*** DATA UNDER STUDY

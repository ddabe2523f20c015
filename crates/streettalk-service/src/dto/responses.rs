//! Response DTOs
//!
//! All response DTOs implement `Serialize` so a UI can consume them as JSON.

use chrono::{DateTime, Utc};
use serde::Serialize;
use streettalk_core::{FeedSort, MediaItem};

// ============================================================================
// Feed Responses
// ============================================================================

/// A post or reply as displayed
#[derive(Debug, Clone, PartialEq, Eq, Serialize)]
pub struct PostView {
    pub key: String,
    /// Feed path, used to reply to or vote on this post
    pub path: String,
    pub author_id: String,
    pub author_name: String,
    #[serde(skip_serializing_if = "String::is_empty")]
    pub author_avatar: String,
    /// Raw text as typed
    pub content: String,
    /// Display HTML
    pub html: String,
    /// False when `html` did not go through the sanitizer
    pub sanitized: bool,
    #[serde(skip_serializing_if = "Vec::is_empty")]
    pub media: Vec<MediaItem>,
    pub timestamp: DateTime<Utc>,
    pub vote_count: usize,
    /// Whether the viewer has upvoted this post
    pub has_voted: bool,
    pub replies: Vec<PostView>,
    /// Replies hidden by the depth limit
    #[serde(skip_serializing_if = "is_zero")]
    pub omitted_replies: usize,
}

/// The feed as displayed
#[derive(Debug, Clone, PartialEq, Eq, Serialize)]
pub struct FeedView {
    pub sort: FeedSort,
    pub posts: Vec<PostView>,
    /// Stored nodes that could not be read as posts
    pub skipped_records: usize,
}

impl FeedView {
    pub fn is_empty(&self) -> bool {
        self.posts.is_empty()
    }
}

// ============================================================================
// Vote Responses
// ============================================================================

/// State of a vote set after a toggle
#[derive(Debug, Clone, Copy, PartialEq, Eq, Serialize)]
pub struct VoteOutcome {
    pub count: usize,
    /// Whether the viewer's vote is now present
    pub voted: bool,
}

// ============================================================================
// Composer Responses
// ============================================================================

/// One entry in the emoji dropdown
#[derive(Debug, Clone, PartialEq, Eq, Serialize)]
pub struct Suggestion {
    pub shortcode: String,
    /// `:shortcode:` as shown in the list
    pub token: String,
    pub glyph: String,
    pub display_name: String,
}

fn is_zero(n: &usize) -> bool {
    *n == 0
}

******

| YOUR OBJECTIVE |
Each record above should be restated word for word.

| ANSWER BOX |
repository ddabe2523f20c015
filename crates/streettalk-service/src/dto/responses.rs
//! Response DTOs
//!
//! All response DTOs implement `Serialize` so a UI can consume them as JSON.

use chrono::{DateTime, Utc};
use serde::Serialize;
use streettalk_core::{FeedSort, MediaItem};

// ============================================================================
// Feed Responses
// ============================================================================

/// A post or reply as displayed
#[derive(Debug, Clone, PartialEq, Eq, Serialize)]
pub struct PostView {
    pub key: String,
    /// Feed path, used to reply to or vote on this post
    pub path: String,
    pub author_id: String,
    pub author_name: String,
    #[serde(skip_serializing_if = "String::is_empty")]
    pub author_avatar: String,
    /// Raw text as typed
    pub content: String,
    /// Display HTML
    pub html: String,
    /// False when `html` did not go through the sanitizer
    pub sanitized: bool,
    #[serde(skip_serializing_if = "Vec::is_empty")]
    pub media: Vec<MediaItem>,
    pub timestamp: DateTime<Utc>,
    pub vote_count: usize,
    /// Whether the viewer has upvoted this post
    pub has_voted: bool,
    pub replies: Vec<PostView>,
    /// Replies hidden by the depth limit
    #[serde(skip_serializing_if = "is_zero")]
    pub omitted_replies: usize,
}

/// The feed as displayed
#[derive(Debug, Clone, PartialEq, Eq, Serialize)]
pub struct FeedView {
    pub sort: FeedSort,
    pub posts: Vec<PostView>,
    /// Stored nodes that could not be read as posts
    pub skipped_records: usize,
}

impl FeedView {
    pub fn is_empty(&self) -> bool {
        self.posts.is_empty()
    }
}

// ============================================================================
// Vote Responses
// ============================================================================

/// State of a vote set after a toggle
#[derive(Debug, Clone, Copy, PartialEq, Eq, Serialize)]
pub struct VoteOutcome {
    pub count: usize,
    /// Whether the viewer's vote is now present
    pub voted: bool,
}

// ============================================================================
// Composer Responses
// ============================================================================

/// One entry in the emoji dropdown
#[derive(Debug, Clone, PartialEq, Eq, Serialize)]
pub struct Suggestion {
    pub shortcode: String,
    /// `:shortcode:` as shown in the list
    pub token: String,
    pub glyph: String,
    pub display_name: String,
}

fn is_zero(n: &usize) -> bool {
    *n == 0
}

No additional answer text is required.